Num encontro em Berlim com meios de comunicação internacionais, o veterano democrata-cristão reiterou em várias ocasiões que o essencial é pôr em andamento e aplicar o combinado e aprovado, tanto em matéria laboral como em política económica e fiscal, e não procurar novas fórmulas para estimular o crescimento.

Sobre o debate da flexibilização dos prazos e das metas de redução do défice público na Europa, Schauble afirmou que «ninguém» no bloco comunitário defende a modificação do Pacto de Estabilidade e Crescimento, ainda que cada país ponha «diferentes tons» no mesmo discurso.

«Existem determinadas regras e é necessário cumpri-las», afirmou o ministro alemão, que considerou que os «instrumentos» adotados contra a crise europeia são «os corretos» e apontou os «êxitos» registados na Grécia, em Espanha, na Irlanda e em Portugal.

Schauble também considerou errada a estratégia do Banco Central Europeu (BCE) de injetar mais liquidez no sistema para promover o crescimento.

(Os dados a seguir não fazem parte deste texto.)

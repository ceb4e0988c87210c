//! Unified application error types for HerdBell.
//!
//! All crates map their internal errors into [`AppError`] for consistent
//! propagation through the ? operator.

use std::fmt;
use thiserror::Error;

/// Top-level error kind categorization used across the entire engine.
#[derive(Debug, Clone, Copy, PartialEq, Eq, Hash, serde::Serialize, serde::Deserialize)]
pub enum ErrorKind {
    /// An operation referenced a notification that does not exist.
    NotFound,
    /// A category setting update was rejected (e.g. enabled with no channels).
    InvalidSetting,
    /// A domain snapshot collaborator failed to return data.
    SnapshotUnavailable,
    /// Input validation failed.
    Validation,
    /// A configuration error occurred.
    Configuration,
    /// A serialization/deserialization error occurred.
    Serialization,
    /// A checkpoint or snapshot file I/O error occurred.
    Storage,
    /// An internal error occurred.
    Internal,
}

impl fmt::Display for ErrorKind {
    fn fmt(&self, f: &mut fmt::Formatter<'_>) -> fmt::Result {
        match self {
            Self::NotFound => write!(f, "NOT_FOUND"),
            Self::InvalidSetting => write!(f, "INVALID_SETTING"),
            Self::SnapshotUnavailable => write!(f, "SNAPSHOT_UNAVAILABLE"),
            Self::Validation => write!(f, "VALIDATION"),
            Self::Configuration => write!(f, "CONFIGURATION"),
            Self::Serialization => write!(f, "SERIALIZATION"),
            Self::Storage => write!(f, "STORAGE"),
            Self::Internal => write!(f, "INTERNAL"),
        }
    }
}

/// The unified application error used throughout HerdBell.
///
/// Crate-specific failures are mapped into `AppError` using `From` impls
/// or explicit `.map_err()` calls, so the engine exposes a single error type
/// at its boundary.
#[derive(Debug, Error)]
#[error("{kind}: {message}")]
pub struct AppError {
    /// The category of error.
    pub kind: ErrorKind,
    /// A human-readable error message.
    pub message: String,
    /// Optional underlying cause.
    #[source]
    pub source: Option<Box<dyn std::error::Error + Send + Sync>>,
}

impl AppError {
    /// Create a new application error.
    pub fn new(kind: ErrorKind, message: impl Into<String>) -> Self {
        Self {
            kind,
            message: message.into(),
            source: None,
        }
    }

    /// Create a new application error with an underlying cause.
    pub fn with_source(
        kind: ErrorKind,
        message: impl Into<String>,
        source: impl std::error::Error + Send + Sync + 'static,
    ) -> Self {
        Self {
            kind,
            message: message.into(),
            source: Some(Box::new(source)),
        }
    }

    /// Create a not-found error.
    pub fn not_found(message: impl Into<String>) -> Self {
        Self::new(ErrorKind::NotFound, message)
    }

    /// Create an invalid-setting error.
    pub fn invalid_setting(message: impl Into<String>) -> Self {
        Self::new(ErrorKind::InvalidSetting, message)
    }

    /// Create a snapshot-unavailable error.
    pub fn snapshot_unavailable(message: impl Into<String>) -> Self {
        Self::new(ErrorKind::SnapshotUnavailable, message)
    }

    /// Create a validation error.
    pub fn validation(message: impl Into<String>) -> Self {
        Self::new(ErrorKind::Validation, message)
    }

    /// Create a configuration error.
    pub fn configuration(message: impl Into<String>) -> Self {
        Self::new(ErrorKind::Configuration, message)
    }

    /// Create a storage error.
    pub fn storage(message: impl Into<String>) -> Self {
        Self::new(ErrorKind::Storage, message)
    }

    /// Create an internal error.
    pub fn internal(message: impl Into<String>) -> Self {
        Self::new(ErrorKind::Internal, message)
    }

    /// Whether this error reports a missing notification.
    pub fn is_not_found(&self) -> bool {
        self.kind == ErrorKind::NotFound
    }
}

impl Clone for AppError {
    fn clone(&self) -> Self {
        Self {
            kind: self.kind,
            message: self.message.clone(),
            source: None,
        }
    }
}

impl From<serde_json::Error> for AppError {
    fn from(err: serde_json::Error) -> Self {
        Self::with_source(
            ErrorKind::Serialization,
            format!("JSON serialization error: {err}"),
            err,
        )
    }
}

impl From<std::io::Error> for AppError {
    fn from(err: std::io::Error) -> Self {
        Self::with_source(ErrorKind::Storage, format!("I/O error: {err}"), err)
    }
}

impl From<config::ConfigError> for AppError {
    fn from(err: config::ConfigError) -> Self {
        Self::with_source(
            ErrorKind::Configuration,
            format!("Configuration error: {err}"),
            err,
        )
    }
}
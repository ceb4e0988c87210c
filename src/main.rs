//! HerdBell Server: livestock notification engine
//!
//! Main entry point that wires all crates together and runs the
//! re-evaluation loop until shutdown.

use std::sync::Arc;

use tokio::sync::mpsc;
use tokio_util::sync::CancellationToken;
use tracing_subscriber::{EnvFilter, fmt};

use herdbell_core::config::AppConfig;
use herdbell_core::error::AppError;
use herdbell_core::traits::{Clock, SystemClock};
use herdbell_dispatch::{DeliveryDispatcher, DeliveryWorker, LogTransport};
use herdbell_service::{JsonSnapshotProvider, SettingsResolver, StaticUserDirectory};
use herdbell_store::{
    CheckpointFile, NotificationRepository, PendingDeliveries, SettingsRepository,
};
use herdbell_worker::{CronScheduler, ReevaluationTick, TickRunner};

#[tokio::main]
async fn main() {
    let config = match load_configuration() {
        Ok(c) => c,
        Err(e) => {
            eprintln!("Failed to load configuration: {}", e);
            std::process::exit(1);
        }
    };

    init_logging(&config);

    if let Err(e) = run(config).await {
        tracing::error!("Server error: {}", e);
        std::process::exit(1);
    }
}

/// Load configuration from file and environment
fn load_configuration() -> Result<AppConfig, AppError> {
    let config_path =
        std::env::var("HERDBELL_CONFIG").unwrap_or_else(|_| "config/default.toml".to_string());
    AppConfig::load(&config_path)
}

/// Initialize tracing/logging
fn init_logging(config: &AppConfig) {
    let filter =
        EnvFilter::try_from_default_env().unwrap_or_else(|_| EnvFilter::new(&config.logging.level));

    match config.logging.format.as_str() {
        "json" => {
            fmt()
                .json()
                .with_env_filter(filter)
                .with_target(true)
                .with_thread_ids(true)
                .init();
        }
        _ => {
            fmt()
                .pretty()
                .with_env_filter(filter)
                .with_target(true)
                .init();
        }
    }
}

/// Main server run function
async fn run(config: AppConfig) -> Result<(), AppError> {
    tracing::info!("Starting HerdBell v{}", env!("CARGO_PKG_VERSION"));

    let clock: Arc<dyn Clock> = Arc::new(SystemClock);

    // ── Step 1: Stores, restored from the last checkpoint ────────
    let notifications = Arc::new(NotificationRepository::new());
    let settings = Arc::new(SettingsRepository::new());
    let pending = PendingDeliveries::new();
    let checkpoint = config.store.checkpoint_path.as_ref().map(CheckpointFile::new);
    if let Some(file) = &checkpoint {
        if let Some(saved) = file.load().await? {
            saved.restore(&notifications, &settings, &pending).await;
        }
    }

    // ── Step 2: Users and herd facts ─────────────────────────────
    let directory = Arc::new(StaticUserDirectory::from_config(&config.users)?);
    if directory.is_empty() {
        tracing::warn!("No users configured; ticks will produce nothing");
    }
    let snapshots = Arc::new(JsonSnapshotProvider::new(&config.snapshot.path));
    tracing::info!(
        users = directory.len(),
        snapshot = %config.snapshot.path,
        "Inputs configured"
    );

    // ── Step 3: Delivery queue and worker ────────────────────────
    let shutdown = CancellationToken::new();
    let (tx, rx) = mpsc::channel(config.delivery.queue_capacity);
    let dispatcher = Arc::new(
        DeliveryDispatcher::new(
            &config.delivery,
            tx,
            SettingsResolver::new(Arc::clone(&settings)),
            Arc::clone(&notifications),
            Arc::clone(&clock),
        )?
        .with_pending(pending),
    );
    let delivery_handle = tokio::spawn(
        DeliveryWorker::new(rx, Arc::new(LogTransport)).run(shutdown.clone()),
    );

    // ── Step 4: Re-evaluation tick ───────────────────────────────
    let tick = ReevaluationTick::new(
        config.detection.clone(),
        snapshots,
        directory,
        Arc::clone(&notifications),
        dispatcher,
        Arc::clone(&clock),
    );
    let mut runner = TickRunner::new(tick, config.scheduler.clone(), Arc::clone(&clock));
    if let Some(file) = checkpoint {
        runner = runner.with_checkpoint(file, Arc::clone(&settings));
    }
    let runner = Arc::new(runner);

    // ── Step 5: Schedule ─────────────────────────────────────────
    let mut scheduler = None;
    let runner_handle = if !config.scheduler.enabled {
        tracing::info!("Scheduler disabled");
        None
    } else if let Some(expression) = &config.scheduler.cron {
        let cron = CronScheduler::new(Arc::clone(&runner), shutdown.clone()).await?;
        cron.register_tick(expression).await?;
        cron.start().await?;
        if config.scheduler.run_on_start {
            runner.tick_once(&shutdown).await;
        }
        scheduler = Some(cron);
        None
    } else {
        let runner = Arc::clone(&runner);
        let cancel = shutdown.clone();
        Some(tokio::spawn(async move { runner.run(cancel).await }))
    };

    tracing::info!("HerdBell running");

    // ── Step 6: Shutdown ─────────────────────────────────────────
    shutdown_signal().await;
    tracing::info!("Shutdown signal received, stopping...");
    shutdown.cancel();

    if let Some(mut cron) = scheduler {
        if let Err(e) = cron.shutdown().await {
            tracing::warn!("Scheduler shutdown failed: {}", e);
        }
    }
    if let Some(handle) = runner_handle {
        if let Err(e) = handle.await {
            tracing::warn!("Tick runner task failed: {}", e);
        }
    }
    runner.save_checkpoint().await;

    if let Err(e) = delivery_handle.await {
        tracing::warn!("Delivery worker task failed: {}", e);
    }

    tracing::info!("HerdBell stopped");
    Ok(())
}

/// Wait for shutdown signal (Ctrl+C or SIGTERM)
async fn shutdown_signal() {
    let ctrl_c = async {
        if let Err(e) = tokio::signal::ctrl_c().await {
            tracing::error!("Failed to listen for Ctrl+C: {}", e);
            std::future::pending::<()>().await;
        }
    };

    #[cfg(unix)]
    let terminate = async {
        match tokio::signal::unix::signal(tokio::signal::unix::SignalKind::terminate()) {
            Ok(mut signal) => {
                signal.recv().await;
            }
            Err(e) => {
                tracing::error!("Failed to install SIGTERM handler: {}", e);
                std::future::pending::<()>().await;
            }
        }
    };

    #[cfg(not(unix))]
    let terminate = std::future::pending::<()>();

    tokio::select! {
        _ = ctrl_c => {},
        _ = terminate => {},
    }
}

Em relação ao desemprego jovem na Europa, Schauble assegurou que o Governo alemão está «profundamente dececionado» porque ainda não se entregou «nem um centavo» de fundos europeus para combater o problema.

O ministro reconheceu que a chanceler Angela Merkel e o executivo desta estão incomodados porque um ano depois da aprovação da garantia para a juventude e do fundo de 6.000 milhões de euros para combater o desemprego entre os jovens o dinheiro ainda não chegou aos destinatários.

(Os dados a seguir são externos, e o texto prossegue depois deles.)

//! Delivery policy: category settings, channels, and quiet hours.

use std::sync::Arc;

use chrono::{DateTime, Utc};
use chrono_tz::Tz;
use tokio::sync::mpsc;
use tracing::{debug, warn};

use herdbell_core::config::DeliveryConfig;
use herdbell_core::result::AppResult;
use herdbell_core::traits::Clock;
use herdbell_core::types::{NotificationId, UserId};
use herdbell_entity::notification::{
    DeliveryChannel, Notification, NotificationPriority, NotificationStatus,
};
use herdbell_entity::user::UserRole;
use herdbell_service::settings::{SettingsResolver, is_quiet_now};
use herdbell_store::{NotificationRepository, PendingDeliveries, PendingDelivery};

use crate::request::DeliveryRequest;

/// What [`DeliveryDispatcher::dispatch`] did with one notification.
#[derive(Debug, Clone, Copy, Default, PartialEq, Eq)]
pub struct DispatchSummary {
    /// Requests placed on the delivery queue.
    pub handed_off: usize,
    /// External hand-offs parked until quiet hours end.
    pub deferred: usize,
    /// Hand-offs skipped: category disabled, or quiet hours with deferral off.
    pub suppressed: usize,
    /// Hand-offs lost to a full or closed queue.
    pub dropped: usize,
}

/// What [`DeliveryDispatcher::flush_deferred`] did for one user.
#[derive(Debug, Clone, Copy, Default, PartialEq, Eq)]
pub struct FlushSummary {
    /// Parked hand-offs now queued for delivery.
    pub delivered: usize,
    /// Parked hand-offs discarded without delivery.
    pub dropped: usize,
    /// Parked hand-offs still inside their quiet window.
    pub waiting: usize,
}

/// Routes notifications to their channels without waiting on the transport.
#[derive(Debug, Clone)]
pub struct DeliveryDispatcher {
    sender: mpsc::Sender<DeliveryRequest>,
    resolver: SettingsResolver,
    notifications: Arc<NotificationRepository>,
    pending: PendingDeliveries,
    clock: Arc<dyn Clock>,
    timezone: Tz,
    defer_during_quiet_hours: bool,
}

impl DeliveryDispatcher {
    /// Create a dispatcher feeding `sender`.
    pub fn new(
        config: &DeliveryConfig,
        sender: mpsc::Sender<DeliveryRequest>,
        resolver: SettingsResolver,
        notifications: Arc<NotificationRepository>,
        clock: Arc<dyn Clock>,
    ) -> AppResult<Self> {
        Ok(Self {
            sender,
            resolver,
            notifications,
            pending: PendingDeliveries::new(),
            clock,
            timezone: config.tz()?,
            defer_during_quiet_hours: config.defer_during_quiet_hours,
        })
    }

    /// Park deferred hand-offs in `pending`, typically one restored from a
    /// checkpoint.
    pub fn with_pending(mut self, pending: PendingDeliveries) -> Self {
        self.pending = pending;
        self
    }

    /// Parked hand-offs.
    pub fn pending(&self) -> &PendingDeliveries {
        &self.pending
    }

    /// Hand `notification` off to every enabled channel of its category.
    ///
    /// External channels inside the quiet window are parked (or skipped
    /// when deferral is off). `in_app` is never held back.
    pub fn dispatch(&self, notification: &Notification, role: UserRole) -> DispatchSummary {
        let mut summary = DispatchSummary::default();
        let setting = self
            .resolver
            .effective_for(notification.user_id, role, notification.category);

        if !setting.enabled {
            debug!(
                user_id = %notification.user_id,
                notification_id = %notification.id,
                category = %notification.category,
                "Category disabled; no hand-off"
            );
            summary.suppressed = setting.channels.len();
            return summary;
        }

        let now = self.clock.now();
        let quiet = is_quiet_now(&setting, now, self.timezone);

        for &channel in &setting.channels {
            if quiet && channel.is_external() {
                if !self.defer_during_quiet_hours {
                    debug!(
                        notification_id = %notification.id,
                        channel = %channel,
                        "Quiet hours; hand-off skipped"
                    );
                    summary.suppressed += 1;
                } else if self.pending.enqueue(PendingDelivery {
                    user_id: notification.user_id,
                    notification_id: notification.id,
                    category: notification.category,
                    channel,
                    queued_at: now,
                }) {
                    debug!(
                        notification_id = %notification.id,
                        channel = %channel,
                        "Quiet hours; hand-off deferred"
                    );
                    summary.deferred += 1;
                }
                continue;
            }

            if self.hand_off(
                notification.user_id,
                notification.id,
                channel,
                notification.priority,
                now,
            ) {
                summary.handed_off += 1;
            } else {
                summary.dropped += 1;
            }
        }

        summary
    }

    /// Re-evaluate `user_id`'s parked hand-offs.
    ///
    /// Entries whose quiet window has ended are queued once and removed.
    /// Entries for records that were read or dismissed, for a disabled
    /// category, or for a channel no longer selected are discarded.
    /// Entries for snoozed records wait.
    pub async fn flush_deferred(&self, user_id: UserId, role: UserRole) -> FlushSummary {
        let mut summary = FlushSummary::default();
        let now = self.clock.now();

        for entry in self.pending.for_user(user_id) {
            let status = self
                .notifications
                .get(user_id, entry.notification_id)
                .await
                .map(|n| (n.status, n.priority));
            let priority = match status {
                Ok((NotificationStatus::Sent, priority)) => priority,
                Ok((NotificationStatus::Snoozed, _)) => {
                    summary.waiting += 1;
                    continue;
                }
                Ok(_) | Err(_) => {
                    self.discard(&entry, "notification no longer unread");
                    summary.dropped += 1;
                    continue;
                }
            };

            let setting = self.resolver.effective_for(user_id, role, entry.category);
            if !setting.delivers_to(entry.channel) {
                self.discard(&entry, "channel no longer enabled");
                summary.dropped += 1;
                continue;
            }
            if is_quiet_now(&setting, now, self.timezone) {
                summary.waiting += 1;
                continue;
            }

            if self.pending.remove(entry.notification_id, entry.channel) {
                if self.hand_off(user_id, entry.notification_id, entry.channel, priority, now) {
                    summary.delivered += 1;
                } else {
                    summary.dropped += 1;
                }
            }
        }

        summary
    }

    fn discard(&self, entry: &PendingDelivery, reason: &str) {
        self.pending.remove(entry.notification_id, entry.channel);
        debug!(
            user_id = %entry.user_id,
            notification_id = %entry.notification_id,
            channel = %entry.channel,
            reason,
            "Deferred hand-off discarded"
        );
    }

    fn hand_off(
        &self,
        user_id: UserId,
        notification_id: NotificationId,
        channel: DeliveryChannel,
        priority: NotificationPriority,
        now: DateTime<Utc>,
    ) -> bool {
        let request = DeliveryRequest {
            user_id,
            notification_id,
            channel,
            priority,
            requested_at: now,
        };
        match self.sender.try_send(request) {
            Ok(()) => true,
            Err(mpsc::error::TrySendError::Full(_)) => {
                warn!(
                    notification_id = %notification_id,
                    channel = %channel,
                    "Delivery queue full, dropping hand-off"
                );
                false
            }
            Err(mpsc::error::TrySendError::Closed(_)) => {
                warn!(
                    notification_id = %notification_id,
                    channel = %channel,
                    "Delivery queue closed, dropping hand-off"
                );
                false
            }
        }
    }
}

«Há um ano tínhamos um plano maravilhoso para combater o desemprego jovem, mas a implementação do mesmo falhou», assegurou.

A Iniciativa Emprego Jovem, a qual se dotou com 6.000 milhões de euros do atual orçamento comunitário, requeria que os países apresentassem um programa para pedir os fundos e a posterior aprovação de Bruxelas.

Até agora, a Comissão Europeia só apresentou um programa apresentado por França, ainda que se espere que nas próximas semanas dê luz verde a programas apresentados pela Grécia e Espanha.